Every line below that holds the word "json" must be listed.

MATERIAL FOR THIS EXERCISE
------------------------------------------------
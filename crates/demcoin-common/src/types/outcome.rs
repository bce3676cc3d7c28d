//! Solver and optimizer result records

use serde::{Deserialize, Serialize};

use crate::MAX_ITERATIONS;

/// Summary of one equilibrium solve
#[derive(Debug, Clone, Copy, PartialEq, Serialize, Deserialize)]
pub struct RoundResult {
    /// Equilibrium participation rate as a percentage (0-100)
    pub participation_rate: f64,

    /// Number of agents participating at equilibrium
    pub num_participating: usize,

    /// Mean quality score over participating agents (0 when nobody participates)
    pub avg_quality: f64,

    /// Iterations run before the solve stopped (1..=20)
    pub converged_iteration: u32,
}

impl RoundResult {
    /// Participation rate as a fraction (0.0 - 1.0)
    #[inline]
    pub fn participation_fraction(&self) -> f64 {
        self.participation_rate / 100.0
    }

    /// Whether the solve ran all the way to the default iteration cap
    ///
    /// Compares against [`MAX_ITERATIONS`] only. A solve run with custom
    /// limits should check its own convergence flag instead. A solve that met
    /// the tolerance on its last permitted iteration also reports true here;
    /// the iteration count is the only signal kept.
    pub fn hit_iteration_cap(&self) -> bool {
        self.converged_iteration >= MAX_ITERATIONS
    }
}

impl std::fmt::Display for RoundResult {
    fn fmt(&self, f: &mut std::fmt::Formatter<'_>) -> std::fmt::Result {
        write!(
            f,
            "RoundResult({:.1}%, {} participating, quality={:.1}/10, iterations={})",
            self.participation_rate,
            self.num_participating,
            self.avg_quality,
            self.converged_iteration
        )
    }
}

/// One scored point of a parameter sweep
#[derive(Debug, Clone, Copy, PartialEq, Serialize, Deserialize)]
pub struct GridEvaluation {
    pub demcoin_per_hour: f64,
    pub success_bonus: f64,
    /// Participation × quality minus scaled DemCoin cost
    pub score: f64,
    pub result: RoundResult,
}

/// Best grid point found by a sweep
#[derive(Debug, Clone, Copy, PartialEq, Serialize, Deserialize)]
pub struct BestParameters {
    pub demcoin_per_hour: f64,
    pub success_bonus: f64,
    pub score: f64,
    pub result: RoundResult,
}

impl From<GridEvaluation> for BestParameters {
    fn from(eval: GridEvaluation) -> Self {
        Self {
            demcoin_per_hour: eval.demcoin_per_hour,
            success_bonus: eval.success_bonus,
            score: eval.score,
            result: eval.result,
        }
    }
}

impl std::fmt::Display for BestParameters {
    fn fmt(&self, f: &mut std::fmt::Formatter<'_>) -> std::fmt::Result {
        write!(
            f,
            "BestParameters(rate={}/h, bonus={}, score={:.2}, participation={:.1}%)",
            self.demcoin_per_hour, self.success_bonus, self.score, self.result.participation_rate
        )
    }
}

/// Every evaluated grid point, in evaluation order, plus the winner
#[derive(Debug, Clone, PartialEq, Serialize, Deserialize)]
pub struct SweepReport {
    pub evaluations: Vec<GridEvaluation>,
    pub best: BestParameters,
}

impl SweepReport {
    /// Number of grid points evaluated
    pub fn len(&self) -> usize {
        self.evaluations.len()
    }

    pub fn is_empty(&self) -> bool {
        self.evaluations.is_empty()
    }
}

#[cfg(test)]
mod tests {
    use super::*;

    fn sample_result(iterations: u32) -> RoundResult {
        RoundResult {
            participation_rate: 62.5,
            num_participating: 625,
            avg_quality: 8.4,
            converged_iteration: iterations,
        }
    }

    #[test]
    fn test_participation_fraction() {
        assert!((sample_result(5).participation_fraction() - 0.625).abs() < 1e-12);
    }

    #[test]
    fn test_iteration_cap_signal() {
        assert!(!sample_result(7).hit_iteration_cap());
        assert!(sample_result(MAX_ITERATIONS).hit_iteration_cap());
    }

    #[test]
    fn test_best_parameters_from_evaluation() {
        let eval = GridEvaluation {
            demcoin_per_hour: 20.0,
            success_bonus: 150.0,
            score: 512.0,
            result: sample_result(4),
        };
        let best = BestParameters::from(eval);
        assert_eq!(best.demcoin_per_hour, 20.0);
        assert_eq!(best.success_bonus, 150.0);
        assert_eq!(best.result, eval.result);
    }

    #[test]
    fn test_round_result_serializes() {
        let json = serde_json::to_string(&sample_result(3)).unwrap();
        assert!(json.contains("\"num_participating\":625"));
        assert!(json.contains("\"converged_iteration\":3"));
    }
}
------------------------------------------------
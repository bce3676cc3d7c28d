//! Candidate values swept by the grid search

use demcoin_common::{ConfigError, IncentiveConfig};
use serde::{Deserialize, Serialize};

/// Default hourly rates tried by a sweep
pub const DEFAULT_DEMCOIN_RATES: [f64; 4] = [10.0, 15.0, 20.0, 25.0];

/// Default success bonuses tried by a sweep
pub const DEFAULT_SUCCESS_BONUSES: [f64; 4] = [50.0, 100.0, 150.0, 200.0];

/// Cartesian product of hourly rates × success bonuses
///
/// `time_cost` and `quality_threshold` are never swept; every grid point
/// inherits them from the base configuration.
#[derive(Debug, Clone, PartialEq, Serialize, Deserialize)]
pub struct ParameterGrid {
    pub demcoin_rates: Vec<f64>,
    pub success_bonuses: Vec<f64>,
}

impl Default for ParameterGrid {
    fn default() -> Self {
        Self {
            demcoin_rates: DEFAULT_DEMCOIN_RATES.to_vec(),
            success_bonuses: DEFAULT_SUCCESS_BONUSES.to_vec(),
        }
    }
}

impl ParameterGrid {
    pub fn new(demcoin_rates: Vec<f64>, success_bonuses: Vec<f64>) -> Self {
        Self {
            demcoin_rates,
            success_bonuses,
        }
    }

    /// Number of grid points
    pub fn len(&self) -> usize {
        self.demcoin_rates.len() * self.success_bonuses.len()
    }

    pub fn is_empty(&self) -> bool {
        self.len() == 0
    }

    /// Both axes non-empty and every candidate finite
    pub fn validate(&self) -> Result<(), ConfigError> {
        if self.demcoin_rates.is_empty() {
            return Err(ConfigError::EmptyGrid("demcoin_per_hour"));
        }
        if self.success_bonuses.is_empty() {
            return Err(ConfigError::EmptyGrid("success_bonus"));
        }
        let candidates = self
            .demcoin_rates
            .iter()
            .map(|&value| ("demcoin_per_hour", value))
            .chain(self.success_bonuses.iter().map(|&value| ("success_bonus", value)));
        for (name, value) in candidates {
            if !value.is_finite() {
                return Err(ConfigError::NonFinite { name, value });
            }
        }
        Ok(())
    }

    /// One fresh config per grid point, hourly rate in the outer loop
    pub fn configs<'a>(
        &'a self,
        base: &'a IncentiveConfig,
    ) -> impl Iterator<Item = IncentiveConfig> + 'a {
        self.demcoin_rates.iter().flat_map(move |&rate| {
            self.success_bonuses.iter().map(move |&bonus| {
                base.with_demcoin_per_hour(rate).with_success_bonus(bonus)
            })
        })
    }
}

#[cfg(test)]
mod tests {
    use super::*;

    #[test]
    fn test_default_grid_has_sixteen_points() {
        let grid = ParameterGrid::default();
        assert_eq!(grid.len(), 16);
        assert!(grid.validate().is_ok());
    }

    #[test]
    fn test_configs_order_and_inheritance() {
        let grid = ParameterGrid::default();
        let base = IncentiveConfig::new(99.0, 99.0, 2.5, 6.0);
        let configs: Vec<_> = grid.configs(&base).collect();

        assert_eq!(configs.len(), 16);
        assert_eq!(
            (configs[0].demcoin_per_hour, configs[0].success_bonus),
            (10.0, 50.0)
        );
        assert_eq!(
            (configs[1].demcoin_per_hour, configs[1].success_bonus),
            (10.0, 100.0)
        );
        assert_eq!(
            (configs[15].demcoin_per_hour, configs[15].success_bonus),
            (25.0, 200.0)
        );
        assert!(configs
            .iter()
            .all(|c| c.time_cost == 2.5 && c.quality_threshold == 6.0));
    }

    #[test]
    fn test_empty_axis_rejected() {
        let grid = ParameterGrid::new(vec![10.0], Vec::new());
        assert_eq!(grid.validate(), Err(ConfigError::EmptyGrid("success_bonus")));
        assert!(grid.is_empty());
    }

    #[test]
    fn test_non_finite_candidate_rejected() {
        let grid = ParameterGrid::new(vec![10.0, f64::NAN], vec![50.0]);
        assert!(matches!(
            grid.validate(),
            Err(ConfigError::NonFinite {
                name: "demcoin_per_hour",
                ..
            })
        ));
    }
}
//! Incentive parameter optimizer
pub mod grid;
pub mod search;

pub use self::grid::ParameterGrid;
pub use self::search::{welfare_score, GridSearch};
------------------------------------------------
RESPONSE
        let json = serde_json::to_string(&sample_result(3)).unwrap();
        assert!(json.contains("\"num_participating\":625"));
        assert!(json.contains("\"converged_iteration\":3"));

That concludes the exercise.